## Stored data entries
"""

use std::path::Path;

use crate::error::EngineError;

/// Receives progress events while a run is in flight.
pub trait ProgressSink {
    /// A matching file was counted.
    fn on_file(&mut self, path: &Path, lines: usize);

    /// An entry could not be walked or counted. The run continues.
    fn on_error(&mut self, error: &EngineError);
}

/// Sink that drops every event.
#[derive(Debug, Default, Clone, Copy)]
pub struct NullSink;

impl ProgressSink for NullSink {
    fn on_file(&mut self, _path: &Path, _lines: usize) {}

    fn on_error(&mut self, _error: &EngineError) {}
}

"""

## Activity
From the line containing "use crate::error::EngineError;" through the last line of the entries above, print each line exactly as it stands.

## Answer space
use crate::error::EngineError;

/// Receives progress events while a run is in flight.
pub trait ProgressSink {
    /// A matching file was counted.
    fn on_file(&mut self, path: &Path, lines: usize);

    /// An entry could not be walked or counted. The run continues.
    fn on_error(&mut self, error: &EngineError);
}

/// Sink that drops every event.
#[derive(Debug, Default, Clone, Copy)]
pub struct NullSink;

impl ProgressSink for NullSink {
    fn on_file(&mut self, _path: &Path, _lines: usize) {}

    fn on_error(&mut self, _error: &EngineError) {}
}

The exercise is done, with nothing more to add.